Top of INPUT DATA
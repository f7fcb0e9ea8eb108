//! Conversion of raw CSV rows into [`Activity`] records.
//!
//! Rows are positional: the header is never consulted, so the column
//! order has to match the [`ColumnLayout`] of the export.

use crate::activity::{Activity, ActivityType};
use crate::error::{MalformedRecordError, StatsError};
use chrono::{DateTime, FixedOffset};
use rust_decimal::Decimal;
use std::borrow::Cow;
use std::str::FromStr;

/// Largest magnitude accepted for distance, elevation gain, duration and
/// average climb. Keeps every sum over an in-memory list within `Decimal` range.
pub const MAX_MAGNITUDE: i64 = 1_000_000_000_000;

/// Column positions of an export.
#[derive(Debug, Clone, Copy, PartialEq, Eq)]
pub enum ColumnLayout {
    /// `startedAt, name, type, duration, distanceKm, elevationGainM`
    WithName,
    /// `startedAt, type, duration, distanceKm, elevationGainM`
    WithoutName,
}

impl ColumnLayout {
    fn started(self) -> usize {
        0
    }

    fn name(self) -> Option<usize> {
        match self {
            ColumnLayout::WithName => Some(1),
            ColumnLayout::WithoutName => None,
        }
    }

    fn offset(self) -> usize {
        match self {
            ColumnLayout::WithName => 1,
            ColumnLayout::WithoutName => 0,
        }
    }

    fn activity_type(self) -> usize {
        1 + self.offset()
    }

    fn duration(self) -> usize {
        2 + self.offset()
    }

    fn distance(self) -> usize {
        3 + self.offset()
    }

    fn elevation(self) -> usize {
        4 + self.offset()
    }

    /// Minimum number of fields a row must have.
    pub fn width(self) -> usize {
        5 + self.offset()
    }

    pub fn has_names(self) -> bool {
        self.name().is_some()
    }
}

/// Parse one row into an activity.
pub fn parse_record<S: AsRef<str>>(
    fields: &[S],
    layout: ColumnLayout,
) -> Result<Activity, MalformedRecordError> {
    if fields.len() < layout.width() {
        return Err(MalformedRecordError::MissingColumns {
            expected: layout.width(),
            found: fields.len(),
        });
    }
    let field = |i: usize| fields[i].as_ref();

    let activity = Activity {
        started: parse_started(field(layout.started()))?,
        activity_type: ActivityType::from_str(field(layout.activity_type()))?,
        name: layout.name().map(|i| field(i).to_string()),
        duration_seconds: parse_duration(field(layout.duration()))?,
        distance_km: parse_decimal("distance", field(layout.distance()))?,
        elevation_gain_m: parse_decimal("elevation gain", field(layout.elevation()))?,
    };

    let climb_in_range = activity
        .checked_avg_climb()
        .is_some_and(|climb| climb.abs() <= Decimal::from(MAX_MAGNITUDE));
    if !climb_in_range {
        return Err(MalformedRecordError::OutOfRange {
            field: "average climb",
            value: format!("{} / {}", activity.elevation_gain_m, activity.distance_km),
        });
    }

    Ok(activity)
}

/// Parse an ISO-8601 date-time with offset, e.g. `2023-01-01T08:00:00Z`.
///
/// Seconds and fractional seconds are optional; the date and time must be
/// separated by a literal `T`.
pub fn parse_started(text: &str) -> Result<DateTime<FixedOffset>, MalformedRecordError> {
    let normalized = match text.strip_suffix('Z') {
        Some(local) => Cow::Owned(format!("{}+00:00", local)),
        None => Cow::Borrowed(text),
    };

    DateTime::parse_from_str(&normalized, "%Y-%m-%dT%H:%M:%S%.f%:z")
        .or_else(|first| {
            DateTime::parse_from_str(&normalized, "%Y-%m-%dT%H:%M%:z").map_err(|_| first)
        })
        .map_err(|source| MalformedRecordError::StartTime {
            value: text.to_string(),
            source,
        })
}

/// Parse all rows in order, stopping at the first malformed one.
pub fn parse_records<S: AsRef<str>>(
    rows: &[Vec<S>],
    layout: ColumnLayout,
) -> Result<Vec<Activity>, StatsError> {
    rows.iter()
        .enumerate()
        .map(|(i, row)| {
            parse_record(row, layout)
                .map_err(|source| StatsError::MalformedRecord { row: i + 1, source })
        })
        .collect()
}

/// Parse an `H:M:S` duration into whole seconds.
pub fn parse_duration(text: &str) -> Result<Decimal, MalformedRecordError> {
    let malformed = || MalformedRecordError::Duration(text.to_string());

    let parts: Vec<&str> = text.split(':').collect();
    let [h, m, s] = parts.as_slice() else {
        return Err(malformed());
    };
    let h: u64 = h.parse().map_err(|_| malformed())?;
    let m: u64 = m.parse().map_err(|_| malformed())?;
    let s: u64 = s.parse().map_err(|_| malformed())?;

    let total = h
        .checked_mul(3600)
        .and_then(|t| t.checked_add(m.checked_mul(60)?))
        .and_then(|t| t.checked_add(s))
        .filter(|t| *t <= MAX_MAGNITUDE as u64)
        .ok_or_else(malformed)?;
    Ok(Decimal::from(total))
}

/// Parse a plain or scientific-notation decimal of at most [`MAX_MAGNITUDE`].
fn parse_decimal(field: &'static str, text: &str) -> Result<Decimal, MalformedRecordError> {
    let malformed = || MalformedRecordError::Decimal {
        field,
        value: text.to_string(),
    };
    // rust_decimal skips '_' digit separators
    if text.contains('_') {
        return Err(malformed());
    }

    let value = Decimal::from_str(text)
        .or_else(|_| Decimal::from_scientific(text))
        .map_err(|_| malformed())?;
    if value.abs() > Decimal::from(MAX_MAGNITUDE) {
        return Err(MalformedRecordError::OutOfRange {
            field,
            value: text.to_string(),
        });
    }
    Ok(value)
}

#[cfg(test)]
mod tests {
    use super::*;
    use chrono::{Datelike, Timelike};

    fn dec(s: &str) -> Decimal {
        Decimal::from_str(s).unwrap()
    }

    #[test]
    fn test_parse_duration() {
        assert_eq!(parse_duration("1:02:03").unwrap(), Decimal::from(3723));
        assert_eq!(parse_duration("0:30:00").unwrap(), Decimal::from(1800));
        assert_eq!(parse_duration("0:00:00").unwrap(), Decimal::ZERO);
        assert_eq!(parse_duration("26:00:00").unwrap(), Decimal::from(93600));
        // minutes and seconds are not range checked
        assert_eq!(parse_duration("0:75:00").unwrap(), Decimal::from(4500));
    }

    #[test]
    fn test_parse_duration_wrong_arity() {
        assert!(matches!(
            parse_duration("1:2"),
            Err(MalformedRecordError::Duration(ref s)) if s == "1:2"
        ));
        assert!(parse_duration("1:2:3:4").is_err());
        assert!(parse_duration("").is_err());
        assert!(parse_duration("3723").is_err());
    }

    #[test]
    fn test_parse_duration_non_numeric() {
        assert!(parse_duration("1:xx:03").is_err());
        assert!(parse_duration("1::03").is_err());
        assert!(parse_duration("-1:00:00").is_err());
        assert!(parse_duration("1.5:00:00").is_err());
    }

    #[test]
    fn test_parse_record_with_name() {
        let row = [
            "2023-06-01T08:00:00+02:00",
            "Morning ride",
            "Ride",
            "1:00:00",
            "20.0",
            "100",
        ];
        let a = parse_record(&row, ColumnLayout::WithName).unwrap();
        assert_eq!(a.activity_type, ActivityType::Ride);
        assert_eq!(a.name.as_deref(), Some("Morning ride"));
        assert_eq!(a.duration_seconds, Decimal::from(3600));
        assert_eq!(a.distance_km, dec("20.0"));
        assert_eq!(a.elevation_gain_m, dec("100"));
        assert_eq!(a.started.year(), 2023);
        assert_eq!(a.started.hour(), 8);
        assert_eq!(a.started.offset().local_minus_utc(), 7200);
    }

    #[test]
    fn test_parse_record_without_name() {
        let row = ["2023-01-01T08:00:00Z", "Run", "0:30:00", "5.0", "50"];
        let a = parse_record(&row, ColumnLayout::WithoutName).unwrap();
        assert_eq!(a.activity_type, ActivityType::Run);
        assert_eq!(a.name, None);
        assert_eq!(a.duration_seconds, Decimal::from(1800));
        assert_eq!(a.distance_km, dec("5.0"));
    }

    #[test]
    fn test_parse_record_negative_elevation_is_kept() {
        let row = ["2023-01-01T08:00:00Z", "Walk", "0:10:00", "1.2", "-3.5"];
        let a = parse_record(&row, ColumnLayout::WithoutName).unwrap();
        assert_eq!(a.elevation_gain_m, dec("-3.5"));
    }

    #[test]
    fn test_parse_record_errors() {
        let bad_date = ["2023-01-01 08:00", "Run", "0:30:00", "5.0", "50"];
        assert!(matches!(
            parse_record(&bad_date, ColumnLayout::WithoutName),
            Err(MalformedRecordError::StartTime { .. })
        ));

        let bad_type = ["2023-01-01T08:00:00Z", "Swim", "0:30:00", "5.0", "50"];
        assert!(matches!(
            parse_record(&bad_type, ColumnLayout::WithoutName),
            Err(MalformedRecordError::UnknownType(_))
        ));

        let bad_distance = ["2023-01-01T08:00:00Z", "Run", "0:30:00", "1,000.5", "50"];
        assert!(matches!(
            parse_record(&bad_distance, ColumnLayout::WithoutName),
            Err(MalformedRecordError::Decimal { field: "distance", .. })
        ));

        let underscored = ["2023-01-01T08:00:00Z", "Run", "0:30:00", "1_000", "5_0"];
        assert!(matches!(
            parse_record(&underscored, ColumnLayout::WithoutName),
            Err(MalformedRecordError::Decimal { field: "distance", .. })
        ));

        let short = ["2023-01-01T08:00:00Z", "Run", "0:30:00"];
        assert!(matches!(
            parse_record(&short, ColumnLayout::WithoutName),
            Err(MalformedRecordError::MissingColumns { expected: 5, found: 3 })
        ));
    }

    #[test]
    fn test_parse_record_start_time_without_seconds() {
        let row = ["2023-01-01T08:00Z", "Run", "0:30:00", "5.0", "50"];
        let a = parse_record(&row, ColumnLayout::WithoutName).unwrap();
        assert_eq!(a.started.hour(), 8);
        assert_eq!(a.started.second(), 0);

        let offset = parse_started("2023-06-01T08:15+02:00").unwrap();
        assert_eq!(offset.minute(), 15);
        assert_eq!(offset.offset().local_minus_utc(), 7200);
    }

    #[test]
    fn test_parse_started_formats() {
        let fractional = parse_started("2023-06-01T08:15:30.250-05:00").unwrap();
        assert_eq!(fractional.second(), 30);
        assert_eq!(fractional.nanosecond(), 250_000_000);
        assert_eq!(fractional.offset().local_minus_utc(), -5 * 3600);

        assert!(matches!(
            parse_started("2023-01-01 08:00:00Z"),
            Err(MalformedRecordError::StartTime { .. })
        ));
        assert!(parse_started("2023-01-01T08:00:00").is_err());
        assert!(parse_started("2023-01-01").is_err());
    }

    #[test]
    fn test_parse_record_rejects_out_of_range_values() {
        let huge = ["2023-01-01T08:00:00Z", "Ride", "1:00:00", "20.0", "5e28"];
        assert!(matches!(
            parse_record(&huge, ColumnLayout::WithoutName),
            Err(MalformedRecordError::OutOfRange { field: "elevation gain", .. })
        ));

        let huge_distance = ["2023-01-01T08:00:00Z", "Ride", "1:00:00", "-2000000000000", "5"];
        assert!(matches!(
            parse_record(&huge_distance, ColumnLayout::WithoutName),
            Err(MalformedRecordError::OutOfRange { field: "distance", .. })
        ));

        let steep = [
            "2023-01-01T08:00:00Z",
            "Hike",
            "1:00:00",
            "0.00000000000000000001",
            "1000",
        ];
        assert!(matches!(
            parse_record(&steep, ColumnLayout::WithoutName),
            Err(MalformedRecordError::OutOfRange { field: "average climb", .. })
        ));

        assert!(parse_duration("1000000000:00:00").is_err());

        let limit = ["2023-01-01T08:00:00Z", "Ride", "1:00:00", "1000000000000", "0"];
        assert!(parse_record(&limit, ColumnLayout::WithoutName).is_ok());
    }

    #[test]
    fn test_parse_records_reports_row_number() {
        let rows = vec![
            vec!["2023-01-01T08:00:00Z", "Run", "0:30:00", "5.0", "50"],
            vec!["2023-01-02T08:00:00Z", "Run", "1:2", "5.0", "50"],
        ];
        let err = parse_records(&rows, ColumnLayout::WithoutName).unwrap_err();
        match err {
            StatsError::MalformedRecord { row, source } => {
                assert_eq!(row, 2);
                assert!(matches!(source, MalformedRecordError::Duration(_)));
            }
            other => panic!("unexpected error: {}", other),
        }
    }

    #[test]
    fn test_parse_records_keeps_input_order() {
        let rows = vec![
            vec!["2024-01-01T08:00:00Z", "Run", "0:30:00", "5.0", "50"],
            vec!["2023-01-01T08:00:00Z", "Hike", "2:00:00", "8.0", "600"],
        ];
        let activities = parse_records(&rows, ColumnLayout::WithoutName).unwrap();
        assert_eq!(activities.len(), 2);
        assert_eq!(activities[0].year(), 2024);
        assert_eq!(activities[1].activity_type, ActivityType::Hike);
    }
}
//! Activity records and the closed sets they are classified by.

use crate::error::MalformedRecordError;
use chrono::{DateTime, Datelike, FixedOffset};
use rust_decimal::{Decimal, RoundingStrategy};
use std::fmt;
use std::str::FromStr;

/// Sport type of an activity, in report column order.
#[derive(Debug, Clone, Copy, PartialEq, Eq, PartialOrd, Ord, Hash)]
pub enum ActivityType {
    Run,
    Ride,
    VirtualRide,
    Hike,
    Walk,
    Kayaking,
    Rowing,
}

impl ActivityType {
    /// All types in declaration order.
    pub const ALL: [ActivityType; 7] = [
        ActivityType::Run,
        ActivityType::Ride,
        ActivityType::VirtualRide,
        ActivityType::Hike,
        ActivityType::Walk,
        ActivityType::Kayaking,
        ActivityType::Rowing,
    ];

    /// Name as it appears in the CSV export.
    pub fn name(self) -> &'static str {
        match self {
            ActivityType::Run => "Run",
            ActivityType::Ride => "Ride",
            ActivityType::VirtualRide => "VirtualRide",
            ActivityType::Hike => "Hike",
            ActivityType::Walk => "Walk",
            ActivityType::Kayaking => "Kayaking",
            ActivityType::Rowing => "Rowing",
        }
    }
}

impl fmt::Display for ActivityType {
    fn fmt(&self, f: &mut fmt::Formatter<'_>) -> fmt::Result {
        f.write_str(self.name())
    }
}

impl FromStr for ActivityType {
    type Err = MalformedRecordError;

    /// Case-sensitive: "run" is not a `Run`.
    fn from_str(s: &str) -> Result<Self, Self::Err> {
        ActivityType::ALL
            .iter()
            .copied()
            .find(|t| t.name() == s)
            .ok_or_else(|| MalformedRecordError::UnknownType(s.to_string()))
    }
}

/// Named union of related activity types, used for roll-up columns.
#[derive(Debug, Clone, Copy, PartialEq, Eq, PartialOrd, Ord, Hash)]
pub enum ActivityTypeGroup {
    Cycling,
    Walking,
}

impl ActivityTypeGroup {
    pub const ALL: [ActivityTypeGroup; 2] = [ActivityTypeGroup::Cycling, ActivityTypeGroup::Walking];

    pub fn name(self) -> &'static str {
        match self {
            ActivityTypeGroup::Cycling => "Cycling",
            ActivityTypeGroup::Walking => "Walking",
        }
    }

    /// Member types of the group.
    pub fn types(self) -> &'static [ActivityType] {
        match self {
            ActivityTypeGroup::Cycling => &[ActivityType::Ride, ActivityType::VirtualRide],
            ActivityTypeGroup::Walking => &[ActivityType::Hike, ActivityType::Walk],
        }
    }
}

impl fmt::Display for ActivityTypeGroup {
    fn fmt(&self, f: &mut fmt::Formatter<'_>) -> fmt::Result {
        f.write_str(self.name())
    }
}

/// One recorded exercise session.
#[derive(Debug, Clone, PartialEq)]
pub struct Activity {
    /// Start time with the offset it was recorded in
    pub started: DateTime<FixedOffset>,
    pub activity_type: ActivityType,
    /// Free-text title; `None` when the export has no name column
    pub name: Option<String>,
    /// Moving time in whole seconds
    pub duration_seconds: Decimal,
    pub distance_km: Decimal,
    /// Not checked for sign; corrupt exports can carry negative gain
    pub elevation_gain_m: Decimal,
}

impl Activity {
    /// Calendar year of the start time, in the recorded offset.
    pub fn year(&self) -> i32 {
        self.started.year()
    }

    /// Duration rounded up to whole minutes.
    pub fn duration_minutes(&self) -> Decimal {
        (self.duration_seconds / Decimal::from(60))
            .round_dp_with_strategy(0, RoundingStrategy::AwayFromZero)
    }

    /// Average climb in metres per kilometre, rounded half-up to 2 places.
    ///
    /// Zero when the distance is zero. Saturates at `Decimal::MAX`/`MIN` when
    /// the quotient is out of range; parsed activities never get there.
    pub fn avg_climb(&self) -> Decimal {
        self.checked_avg_climb().unwrap_or_else(|| {
            if self.elevation_gain_m.is_sign_negative() == self.distance_km.is_sign_negative() {
                Decimal::MAX
            } else {
                Decimal::MIN
            }
        })
    }

    /// Like [`avg_climb`](Self::avg_climb), but `None` on overflow.
    pub fn checked_avg_climb(&self) -> Option<Decimal> {
        if self.distance_km.is_zero() {
            return Some(Decimal::ZERO);
        }
        self.elevation_gain_m
            .checked_div(self.distance_km)
            .map(|climb| climb.round_dp_with_strategy(2, RoundingStrategy::MidpointAwayFromZero))
    }
}

/// A numeric value of an activity that tables aggregate or rank by.
#[derive(Debug, Clone, Copy, PartialEq, Eq, Hash)]
pub enum Measure {
    Distance,
    ElevationGain,
    DurationMinutes,
    AvgClimb,
}

impl Measure {
    pub fn value(self, activity: &Activity) -> Decimal {
        match self {
            Measure::Distance => activity.distance_km,
            Measure::ElevationGain => activity.elevation_gain_m,
            Measure::DurationMinutes => activity.duration_minutes(),
            Measure::AvgClimb => activity.avg_climb(),
        }
    }

    /// Lowercase label with unit, e.g. "distance (km)".
    pub fn label(self) -> &'static str {
        match self {
            Measure::Distance => "distance (km)",
            Measure::ElevationGain => "elevation gain (m)",
            Measure::DurationMinutes => "duration (min)",
            Measure::AvgClimb => "climb (m/km)",
        }
    }

    /// Heading of the year-by-type aggregate table for this measure.
    pub fn aggregate_title(self) -> &'static str {
        match self {
            Measure::Distance => "Distance aggregates (km)",
            Measure::ElevationGain => "Elevation gain aggregates (m)",
            Measure::DurationMinutes => "Duration aggregates (min)",
            Measure::AvgClimb => "Climb aggregates (m/km)",
        }
    }
}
Bottom of INPUT DATA
▶ [TASK DESCRIPTION]
State how many lines of the data include the word "WithName", with nothing else.

▶ [ANSWER SPACE]
4